Executive Summary
We're seeing a new premium client segment emerge inside CPA firms: self-custody Bitcoin holders with meaningful exposure.
The risk profile is different from traditional assets because Bitcoin is a bearer asset—control is operational, not just legal. Most families have security tactics, but very few have continuity: a plan that survives death, incapacity, and the slow decay of keyholders and procedures over time.
This memo summarizes what breaks first, what holds up, and a simple screen CPAs can use to identify continuity-critical clients without becoming technical experts.
Signals: How to Spot These Clients in Your Book
You likely already have them. Watch for these three patterns:
Holdings represent a significant portion of the client's liquid wealth.
These questions signal the client is thinking about continuity but doesn't have a plan.
Bitcoin sits across exchange accounts, hardware wallets, mobile wallets, and "misc wallets" with no unified map.
The One Big Pattern: From "Owning" to "Governing"
The most sophisticated clients are no longer just "owning" Bitcoin; they are building systems to govern it. As holdings grow and setups become more complex (often a mix of exchange accounts, hardware wallets, and trust structures), the primary risk shifts from price volatility to continuity failure.
Tax returns don't fail—access and operational control fails.

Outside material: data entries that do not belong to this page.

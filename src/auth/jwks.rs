//! JWKS (JSON Web Key Set) key store
//!
//! Fetches the issuer's published signing keys and caches them. By default
//! the cache lives until the process restarts; a TTL policy and an explicit
//! [`KeyStore::refresh`] are available for deployments that need to pick up
//! key rotation.
//!
//! # Example
//!
//! ```no_run
//! use chat_gate::auth::jwks::{CachePolicy, JwksKeyStore, KeyStore};
//! use std::time::Duration;
//!
//! # async fn example() -> Result<(), Box<dyn std::error::Error>> {
//! let store = JwksKeyStore::new(
//!     "https://cognito-idp.us-east-1.amazonaws.com/us-east-1_example/.well-known/jwks.json",
//! )
//! .with_cache_policy(CachePolicy::Ttl(Duration::from_secs(3600)));
//!
//! let keys = store.get_keys().await?;
//! println!("{} signing keys", keys.len());
//! # Ok(())
//! # }
//! ```

use super::AuthError;
use crate::metrics;
use async_trait::async_trait;
use jsonwebtoken::{Algorithm, DecodingKey};
use serde::{Deserialize, Serialize};
use std::collections::HashSet;
use std::sync::Arc;
use std::time::{Duration, Instant};
use tokio::sync::RwLock;
use tracing::{debug, info, warn};

/// Default timeout for key set requests
const DEFAULT_TIMEOUT: Duration = Duration::from_secs(10);

/// A single JSON Web Key
#[derive(Debug, Clone, Serialize, Deserialize)]
pub struct Jwk {
    /// Key type (e.g., "RSA", "EC")
    pub kty: String,

    /// Key ID
    #[serde(default)]
    pub kid: Option<String>,

    /// Intended use ("sig" for signature)
    #[serde(default, rename = "use")]
    pub key_use: Option<String>,

    /// Algorithm (e.g., "RS256", "ES256")
    #[serde(default)]
    pub alg: Option<String>,

    // RSA parameters
    /// RSA modulus (base64url encoded)
    #[serde(default)]
    pub n: Option<String>,

    /// RSA exponent (base64url encoded)
    #[serde(default)]
    pub e: Option<String>,

    // EC parameters
    /// EC curve (e.g., "P-256")
    #[serde(default)]
    pub crv: Option<String>,

    /// EC x coordinate (base64url encoded)
    #[serde(default)]
    pub x: Option<String>,

    /// EC y coordinate (base64url encoded)
    #[serde(default)]
    pub y: Option<String>,
}

impl Jwk {
    /// Build the verifying key from the published material
    ///
    /// Broken material is the provider's fault, so it surfaces as `KeyFetch`.
    pub fn to_decoding_key(&self) -> Result<DecodingKey, AuthError> {
        match self.kty.as_str() {
            "RSA" => {
                let n = self
                    .n
                    .as_ref()
                    .ok_or_else(|| AuthError::KeyFetch("Missing RSA modulus (n)".into()))?;
                let e = self
                    .e
                    .as_ref()
                    .ok_or_else(|| AuthError::KeyFetch("Missing RSA exponent (e)".into()))?;

                DecodingKey::from_rsa_components(n, e)
                    .map_err(|e| AuthError::KeyFetch(format!("Invalid RSA key: {}", e)))
            }
            "EC" => {
                let x = self
                    .x
                    .as_ref()
                    .ok_or_else(|| AuthError::KeyFetch("Missing EC x coordinate".into()))?;
                let y = self
                    .y
                    .as_ref()
                    .ok_or_else(|| AuthError::KeyFetch("Missing EC y coordinate".into()))?;

                DecodingKey::from_ec_components(x, y)
                    .map_err(|e| AuthError::KeyFetch(format!("Invalid EC key: {}", e)))
            }
            other => Err(AuthError::KeyFetch(format!(
                "Unsupported key type: {}",
                other
            ))),
        }
    }

    /// Declared algorithm, if it is one the gateway verifies
    pub fn algorithm(&self) -> Option<Algorithm> {
        self.alg.as_deref().and_then(asymmetric_algorithm)
    }
}

/// Map an algorithm name to an asymmetric signature algorithm
///
/// HMAC and `none` are never accepted: the key set only carries public keys.
pub(crate) fn asymmetric_algorithm(name: &str) -> Option<Algorithm> {
    match name {
        "RS256" => Some(Algorithm::RS256),
        "RS384" => Some(Algorithm::RS384),
        "RS512" => Some(Algorithm::RS512),
        "PS256" => Some(Algorithm::PS256),
        "PS384" => Some(Algorithm::PS384),
        "PS512" => Some(Algorithm::PS512),
        "ES256" => Some(Algorithm::ES256),
        "ES384" => Some(Algorithm::ES384),
        _ => None,
    }
}

/// JSON Web Key Set, in publication order
#[derive(Debug, Clone, Default, Serialize, Deserialize)]
pub struct KeySet {
    pub keys: Vec<Jwk>,
}

impl KeySet {
    /// Parse a key set document
    pub fn from_json(json: &str) -> Result<Self, AuthError> {
        serde_json::from_str(json).map_err(|e| AuthError::KeyFetch(e.to_string()))
    }

    /// Find a key by its key ID (kid); the first match wins
    pub fn find(&self, kid: &str) -> Option<&Jwk> {
        self.keys.iter().find(|k| k.kid.as_deref() == Some(kid))
    }

    /// Key IDs that appear more than once
    pub fn duplicate_kids(&self) -> Vec<&str> {
        let mut seen = HashSet::new();
        let mut duplicates = Vec::new();
        for kid in self.keys.iter().filter_map(|k| k.kid.as_deref()) {
            if !seen.insert(kid) && !duplicates.contains(&kid) {
                duplicates.push(kid);
            }
        }
        duplicates
    }

    pub fn len(&self) -> usize {
        self.keys.len()
    }

    pub fn is_empty(&self) -> bool {
        self.keys.is_empty()
    }
}

/// Source of the issuer's signing keys
#[cfg_attr(test, mockall::automock)]
#[async_trait]
pub trait KeyStore: Send + Sync {
    /// Current key set, fetching it if the cache is empty or expired
    async fn get_keys(&self) -> Result<Arc<KeySet>, AuthError>;

    /// Fetch the key set again regardless of cache state
    async fn refresh(&self) -> Result<Arc<KeySet>, AuthError>;
}

/// How long a fetched key set stays valid
#[derive(Debug, Clone, Copy, PartialEq, Eq, Default)]
pub enum CachePolicy {
    /// Keep the first successful fetch until restart or explicit refresh
    #[default]
    Forever,
    /// Re-fetch once the cached set is older than this
    Ttl(Duration),
}

/// Cached key set with metadata
struct CachedKeySet {
    keys: Arc<KeySet>,
    fetched_at: Instant,
}

/// Key store backed by a remote JWKS endpoint
///
/// Concurrent callers that find the cache empty may each fetch; the results
/// are identical and the last write wins.
pub struct JwksKeyStore {
    /// JWKS endpoint URL
    endpoint: String,

    /// Cached keys
    cache: RwLock<Option<CachedKeySet>>,

    /// Cache lifetime
    cache_policy: CachePolicy,

    /// Reject key sets that publish the same kid twice
    reject_duplicate_kids: bool,

    /// HTTP client for fetching keys
    client: reqwest::Client,
}

impl JwksKeyStore {
    /// Create a key store for an endpoint; nothing is fetched until first use
    pub fn new(endpoint: &str) -> Self {
        Self {
            endpoint: endpoint.to_string(),
            cache: RwLock::new(None),
            cache_policy: CachePolicy::Forever,
            reject_duplicate_kids: false,
            client: build_client(DEFAULT_TIMEOUT),
        }
    }

    /// Set the cache policy
    #[must_use]
    pub fn with_cache_policy(mut self, policy: CachePolicy) -> Self {
        self.cache_policy = policy;
        self
    }

    /// Set the request timeout
    #[must_use]
    pub fn with_timeout(mut self, timeout: Duration) -> Self {
        self.client = build_client(timeout);
        self
    }

    /// Treat a duplicated kid in the fetched set as a fetch error
    #[must_use]
    pub fn with_reject_duplicate_kids(mut self, reject: bool) -> Self {
        self.reject_duplicate_kids = reject;
        self
    }

    pub fn endpoint(&self) -> &str {
        &self.endpoint
    }

    pub fn cache_policy(&self) -> CachePolicy {
        self.cache_policy
    }

    /// Drop the cached set so the next lookup fetches
    pub async fn invalidate(&self) {
        self.cache.write().await.take();
        debug!(endpoint = %self.endpoint, "JWKS cache invalidated");
    }

    async fn cached(&self) -> Option<Arc<KeySet>> {
        let cache = self.cache.read().await;
        let cached = cache.as_ref()?;
        match self.cache_policy {
            CachePolicy::Forever => Some(Arc::clone(&cached.keys)),
            CachePolicy::Ttl(ttl) if cached.fetched_at.elapsed() <= ttl => {
                Some(Arc::clone(&cached.keys))
            }
            CachePolicy::Ttl(_) => None,
        }
    }

    /// Fetch JWKS from endpoint
    async fn fetch(&self) -> Result<KeySet, AuthError> {
        debug!(endpoint = %self.endpoint, "Fetching JWKS");

        let response = self
            .client
            .get(&self.endpoint)
            .send()
            .await
            .map_err(|e| AuthError::KeyFetch(e.to_string()))?;

        if !response.status().is_success() {
            return Err(AuthError::KeyFetch(format!(
                "HTTP {}: {}",
                response.status(),
                response.status().canonical_reason().unwrap_or("Unknown")
            )));
        }

        let keys: KeySet = response
            .json()
            .await
            .map_err(|e| AuthError::KeyFetch(e.to_string()))?;

        let duplicates = keys.duplicate_kids();
        if !duplicates.is_empty() {
            if self.reject_duplicate_kids {
                return Err(AuthError::KeyFetch(format!(
                    "Duplicate kid in key set: {}",
                    duplicates.join(", ")
                )));
            }
            warn!(kids = ?duplicates, "Key set publishes duplicate kids; first match wins");
        }

        Ok(keys)
    }

    async fn fetch_and_store(&self) -> Result<Arc<KeySet>, AuthError> {
        let result = self.fetch().await;
        metrics::record_key_fetch(result.is_ok());

        let keys = Arc::new(result.inspect_err(|e| {
            warn!(endpoint = %self.endpoint, error = %e, "JWKS fetch failed");
        })?);

        info!(endpoint = %self.endpoint, keys = keys.len(), "JWKS cached");
        *self.cache.write().await = Some(CachedKeySet {
            keys: Arc::clone(&keys),
            fetched_at: Instant::now(),
        });
        Ok(keys)
    }
}

#[async_trait]
impl KeyStore for JwksKeyStore {
    async fn get_keys(&self) -> Result<Arc<KeySet>, AuthError> {
        if let Some(keys) = self.cached().await {
            return Ok(keys);
        }
        self.fetch_and_store().await
    }

    async fn refresh(&self) -> Result<Arc<KeySet>, AuthError> {
        self.fetch_and_store().await
    }
}

fn build_client(timeout: Duration) -> reqwest::Client {
    reqwest::Client::builder()
        .timeout(timeout)
        .build()
        .unwrap_or_else(|e| {
            warn!(error = %e, "Falling back to default HTTP client");
            reqwest::Client::new()
        })
}

/// Key store over a fixed key set
///
/// Useful for tests and for deployments that pin keys in configuration.
#[derive(Debug, Clone)]
pub struct StaticKeyStore {
    keys: Arc<KeySet>,
}

impl StaticKeyStore {
    pub fn new(keys: KeySet) -> Self {
        Self {
            keys: Arc::new(keys),
        }
    }

    /// Create a key store from a JWKS document
    pub fn from_json(json: &str) -> Result<Self, AuthError> {
        KeySet::from_json(json).map(Self::new)
    }
}

#[async_trait]
impl KeyStore for StaticKeyStore {
    async fn get_keys(&self) -> Result<Arc<KeySet>, AuthError> {
        Ok(Arc::clone(&self.keys))
    }

    async fn refresh(&self) -> Result<Arc<KeySet>, AuthError> {
        Ok(Arc::clone(&self.keys))
    }
}

#[cfg(test)]
mod tests {
    use super::*;

    const JWKS: &str = include_str!("../../tests/fixtures/jwks.json");

    fn rsa_jwk(kid: &str, n: &str) -> Jwk {
        Jwk {
            kty: "RSA".to_string(),
            kid: Some(kid.to_string()),
            key_use: Some("sig".to_string()),
            alg: Some("RS256".to_string()),
            n: Some(n.to_string()),
            e: Some("AQAB".to_string()),
            crv: None,
            x: None,
            y: None,
        }
    }

    #[test]
    fn test_parse_jwks() {
        let keys = KeySet::from_json(JWKS).unwrap();
        assert_eq!(keys.len(), 2);
        assert_eq!(keys.keys[0].kid.as_deref(), Some("signing-key-1"));
        assert_eq!(keys.keys[1].crv.as_deref(), Some("P-256"));
    }

    #[test]
    fn test_jwk_to_decoding_key() {
        let keys = KeySet::from_json(JWKS).unwrap();
        for jwk in &keys.keys {
            assert!(jwk.to_decoding_key().is_ok(), "{:?} should decode", jwk.kid);
        }
    }

    #[test]
    fn test_missing_modulus_is_key_fetch_error() {
        let mut jwk = rsa_jwk("k", "AQAB");
        jwk.n = None;
        assert!(matches!(jwk.to_decoding_key(), Err(AuthError::KeyFetch(_))));
    }

    #[test]
    fn test_unsupported_key_type() {
        let mut jwk = rsa_jwk("k", "AQAB");
        jwk.kty = "oct".into();
        assert!(matches!(jwk.to_decoding_key(), Err(AuthError::KeyFetch(_))));
    }

    #[test]
    fn test_hmac_algorithm_not_accepted() {
        let mut jwk = rsa_jwk("k", "AQAB");
        jwk.alg = Some("HS256".into());
        assert_eq!(jwk.algorithm(), None);
        jwk.alg = Some("PS384".into());
        assert_eq!(jwk.algorithm(), Some(Algorithm::PS384));
    }

    #[test]
    fn test_find_first_match_wins() {
        let keys = KeySet {
            keys: vec![rsa_jwk("dup", "first"), rsa_jwk("dup", "second"), rsa_jwk("other", "x")],
        };
        assert_eq!(keys.find("dup").unwrap().n.as_deref(), Some("first"));
        assert!(keys.find("missing").is_none());
        assert_eq!(keys.duplicate_kids(), vec!["dup"]);
    }

    #[test]
    fn test_malformed_key_set() {
        assert!(matches!(
            KeySet::from_json(r#"{"not_keys": []}"#),
            Err(AuthError::KeyFetch(_))
        ));
    }

    #[tokio::test]
    async fn test_static_store_returns_same_set() {
        let store = StaticKeyStore::from_json(JWKS).unwrap();
        let first = store.get_keys().await.unwrap();
        let refreshed = store.refresh().await.unwrap();
        assert!(Arc::ptr_eq(&first, &refreshed));
    }

    #[test]
    fn test_default_cache_policy_is_forever() {
        let store = JwksKeyStore::new("https://issuer.test/.well-known/jwks.json");
        assert_eq!(store.cache_policy(), CachePolicy::Forever);
        assert_eq!(
            store.endpoint(),
            "https://issuer.test/.well-known/jwks.json"
        );
    }
}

This creates a recurring advisory opportunity for the CPA firm that can quarterback the process, align the legal and technical layers, and ensure the client's plan remains resilient year after year.
Where Setups Fail: Common Break Points
These are the most common failure modes we see in the field. They represent a gap between a client's intentions and the operational reality of their setup.
Exchange-Heavy Custody
Relies on a single institution, creating access bottlenecks at death or incapacity due to 2FA and account control issues.
Single-Seed Wallet
A single point of failure where the loss or discovery of one seed phrase can compromise the entire holding, with no recourse.
"Paper Trust" Only
The legal language exists in a trust document, but there is no corresponding operational recovery plan for the trustee to execute.
Multisig Without Governance
The technical setup is in place, but keyholders drift, no drills are performed, and there is no defined logic for replacing a lost or unavailable keyholder.
Fragmented Basis & Records
Exchange exports, wallet transfers, and prior-year gaps make audits and estate administration slow and expensive.
Most clients have security tactics, but they lack a durable continuity operating system. Their plans are brittle and likely to fail under stress.
What Works: The Resilient Operating System
The most durable continuity plans are not one-time fixes; they are living systems built on a few repeatable components.
A Written Continuity Map
A clear document outlining all assets, roles, key custody arrangements, and recovery paths.
An Aligned Control Layer
The technical setup (e.g., multisig) actually matches the roles and permissions described in the legal documents.
Annual Drills & "Break Glass" Tests
Regular, structured walkthroughs of recovery procedures to ensure they work and keyholders are prepared.
Active Keyholder Governance
A defined process for check-ins with keyholders and a clear protocol for replacing them if one becomes unavailable.
The best outcomes come from aligning the legal structure with the operational reality and then drilling it annually. The CPA is the natural hub for this process.
Client-Facing Explanation (Forwardable)
Bitcoin is a bearer asset. A trust or will can say who should inherit it, but that doesn't automatically give them the ability to access it. Continuity means your legal plan and your access plan match—and that you test it periodically.
The Tool: 5 Questions to Identify Continuity-Critical Clients
If the answer is "No" or "Not sure" to any of these questions, the client has a critical continuity risk that needs to be addressed.
The 5-Question Screen
If you were unavailable for 30 days, could your spouse or trustee access your Bitcoin without guessing?
Is there a written map of who can access it and how?
Have you tested recovery in the last 12 months?
If a keyholder becomes unavailable or uncooperative, is there a defined process to replace them?
Are your tax and basis records organized well enough to survive an audit or estate administration without your involvement?
The Next Step: A Low-Friction Workflow
The goal is not to become a Bitcoin custody expert, but to own the client relationship and quarterback the solution.
This protects your client, mitigates firm risk, and opens a new, high-value retainer lane of recurring advisory revenue.